Хельсинки — город маленький, и траектории героев фильма иногда будут случайно пересекаться; порой это к лучшему, порой и наоборот. Кроме того, Хельсинки — это, разумеется, порт. Считалось, что «По ту сторону надежды» станет второй частью «портовой трилогии» Каурисмяки, вслед за «Гавром», но теперь непонятно, будет ли трилогия закончена: прошлой зимой режиссер объявил об уходе из кино — не впервые, впрочем. Так или иначе, выход к морю имеет здесь не только практическое, но и символическое значение. Морем (как именно — стоит увидеть) прибывает в Финляндию герой-сириец, а потом и еще кое-кто. Вода — кровеносная система, соединяющая все уголки мира, она, даже если формально это не так, стирает границы, и именно об этом идеалистическая трилогия — или дилогия — Каурисмяки: о том, что вопреки всему планета может оставаться общим домом — особенно для тех, у кого настоящего дома по той или иной причине нет.
На экране фирменное финское безвременье: уже тридцать лет в фильмах Каурисмяки стоят то ли семидесятые, то ли пятидесятые, и режиссер тщательно следит, чтобы современность по возможности не портила восхитительные костюмы, прически, автомобили и музыкальные пристрастия его героев. Мобильный телефон, необходимый для развития сюжета, здесь торжественно передают из рук в руки, а ноутбук с каким-то навороченным принтером камера изучает осторожно, как экзотическое животное. При этом по телевизору бомбят Алеппо, и вдруг оказывается, что, вообще-то, режиссера актуальнее еще поискать.
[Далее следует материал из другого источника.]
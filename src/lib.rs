//! Appointment Booking Engine
//!
//! This crate provides the scheduling core of a multi-tenant appointment
//! booking platform: bookable slot generation, employee assignment for
//! "any employee" bookings, opening-hours validation and the check for
//! bookings affected by an hours change. An axum API and an in-memory
//! repository wrap the core for serving.

#![warn(missing_docs)]

pub mod api;
pub mod clock;
pub mod config;
pub mod error;
pub mod models;
pub mod repository;
pub mod scheduling;
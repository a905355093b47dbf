//! Employee assignment for slots booked with "any employee".
//!
//! The resolver walks the business's employee list in order and picks the
//! first employee who is qualified, on schedule for the whole window
//! according to their own hours, and free of conflicting bookings. The list
//! order is the tie-break; there is no load balancing.

use chrono::NaiveDate;
use serde::{Deserialize, Serialize};
use tracing::{debug, warn};

use crate::models::{Business, Employee, Service};

use super::eligibility::{employee_working_ranges, find_conflict, is_qualified};
use super::time_arithmetic::{MinuteRange, TimeContext, time_to_minutes};

/// Why an employee was or was not chosen for a slot.
#[derive(Debug, Clone, PartialEq, Eq, Serialize, Deserialize)]
#[serde(tag = "decision", rename_all = "snake_case")]
pub enum CandidateDecision {
    /// Qualified, on schedule and free.
    Available,
    /// Not allowed to perform at least one of the services.
    NotQualified,
    /// The window does not fit inside one of the employee's intervals.
    OffSchedule,
    /// An existing booking overlaps the window.
    Booked {
        /// The conflicting booking.
        booking_id: String,
    },
}

/// The outcome of evaluating one employee for a slot.
#[derive(Debug, Clone, PartialEq, Eq, Serialize, Deserialize)]
pub struct CandidateOutcome {
    /// The evaluated employee.
    pub employee_id: String,
    /// The decision for this employee.
    #[serde(flatten)]
    pub decision: CandidateDecision,
}

/// Returns the first qualified employee, in business order, who can take
/// the slot.
///
/// Each employee is judged against their own effective hours: a gap in one
/// employee's schedule never blocks another employee who works during it.
/// A start shortly after midnight can be taken inside the previous day's
/// overnight interval. Returns `None` when nobody can take the slot, when
/// no hours cover it, or when `slot_start` is not a valid "HH:MM" open time.
///
/// # Examples
///
/// ```
/// use booking_engine::models::Business;
/// use booking_engine::scheduling::find_available_employee_for_slot;
/// use chrono::NaiveDate;
///
/// let business: Business = serde_json::from_str(r#"{
///     "id": "biz",
///     "hours": {"monday": {"enabled": true, "intervals": [{"open": "09:00", "close": "18:00"}]}},
///     "employees": [
///         {"id": "a", "name": "A"},
///         {"id": "b", "name": "B", "hours": {
///             "monday": {"enabled": true, "intervals": [{"open": "19:00", "close": "21:00"}]}
///         }}
///     ],
///     "services": [{"id": "s", "duration": 30}]
/// }"#).unwrap();
///
/// // 2026-01-12 is a Monday
/// let date = NaiveDate::from_ymd_opt(2026, 1, 12).unwrap();
/// let employee = find_available_employee_for_slot(date, "19:00", 30, &business.services, &business);
/// assert_eq!(employee.map(|e| e.id.as_str()), Some("b"));
/// ```
pub fn find_available_employee_for_slot<'a>(
    date: NaiveDate,
    slot_start: &str,
    total_duration: u32,
    services: &[Service],
    business: &'a Business,
) -> Option<&'a Employee> {
    let window = slot_window(slot_start, total_duration)?;

    let chosen = business.employees.iter().find(|employee| {
        evaluate(employee, date, &window, services, business) == CandidateDecision::Available
    });

    debug!(
        business_id = %business.id,
        %date,
        slot_start,
        total_duration,
        employee_id = chosen.map(|e| e.id.as_str()).unwrap_or("none"),
        "Resolved employee for slot"
    );

    chosen
}

/// Returns the decision for every employee, in business order.
///
/// The first [`CandidateDecision::Available`] entry is exactly the employee
/// [`find_available_employee_for_slot`] returns. An invalid `slot_start`
/// yields an empty list.
pub fn explain_assignment(
    date: NaiveDate,
    slot_start: &str,
    total_duration: u32,
    services: &[Service],
    business: &Business,
) -> Vec<CandidateOutcome> {
    let Some(window) = slot_window(slot_start, total_duration) else {
        return Vec::new();
    };

    business
        .employees
        .iter()
        .map(|employee| CandidateOutcome {
            employee_id: employee.id.clone(),
            decision: evaluate(employee, date, &window, services, business),
        })
        .collect()
}

fn slot_window(slot_start: &str, total_duration: u32) -> Option<MinuteRange> {
    match time_to_minutes(slot_start, TimeContext::Open) {
        Ok(start) => Some(MinuteRange::starting_at(start, total_duration)),
        Err(err) => {
            warn!(slot_start, error = %err, "Invalid slot start");
            None
        }
    }
}

fn evaluate(
    employee: &Employee,
    date: NaiveDate,
    window: &MinuteRange,
    services: &[Service],
    business: &Business,
) -> CandidateDecision {
    if !is_qualified(employee, services) {
        return CandidateDecision::NotQualified;
    }

    let on_schedule = employee_working_ranges(employee, business, date)
        .iter()
        .any(|range| range.contains(window));
    if !on_schedule {
        return CandidateDecision::OffSchedule;
    }

    match find_conflict(business, &employee.id, date, window) {
        Some(booking) => CandidateDecision::Booked {
            booking_id: booking.id.clone(),
        },
        None => CandidateDecision::Available,
    }
}
//! Wall-clock access.
//!
//! The scheduling core never reads the clock itself. Callers obtain "now"
//! from a [`Clock`] and pass it down, which keeps lead-time filtering and
//! the affected-bookings check deterministic under test.

use chrono::{Local, NaiveDate, NaiveDateTime};

/// A source of the current local date and time.
pub trait Clock: Send + Sync {
    /// Returns the current local date and time.
    fn now(&self) -> NaiveDateTime;

    /// Returns the current local date.
    fn today(&self) -> NaiveDate {
        self.now().date()
    }
}

/// Reads the system clock in the server's local time zone.
#[derive(Debug, Clone, Copy, Default)]
pub struct SystemClock;

impl Clock for SystemClock {
    fn now(&self) -> NaiveDateTime {
        Local::now().naive_local()
    }
}

/// Always returns the same instant.
///
/// # Example
///
/// ```
/// use booking_engine::clock::{Clock, FixedClock};
/// use chrono::NaiveDate;
///
/// let now = NaiveDate::from_ymd_opt(2026, 1, 12).unwrap().and_hms_opt(9, 30, 0).unwrap();
/// let clock = FixedClock(now);
/// assert_eq!(clock.today(), now.date());
/// ```
#[derive(Debug, Clone, Copy, PartialEq, Eq)]
pub struct FixedClock(pub NaiveDateTime);

impl Clock for FixedClock {
    fn now(&self) -> NaiveDateTime {
        self.0
    }
}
Каурисмяки мог бы всю жизнь просидеть за угловым столиком с кружкой пива и сигаретой, рассматривая печальных, помятых, сильно пьющих соотечественников. Но его обостренное чувство социальной справедливости, как выяснилось, задевают не только уволенные с соседней фабрики пролетарии. Каурисмяки, один из символов своей страны, не раз находивший Финляндию во Франции, вновь доказывает, что подлинно интернациональным может быть как раз национально окрашенное искусство. Этот мир кажется герметичным, но он открыт чужим горестям. Немногословность, стоицизм, чувство собственного достоинства, дурные привычки не нуждаются в паспортах.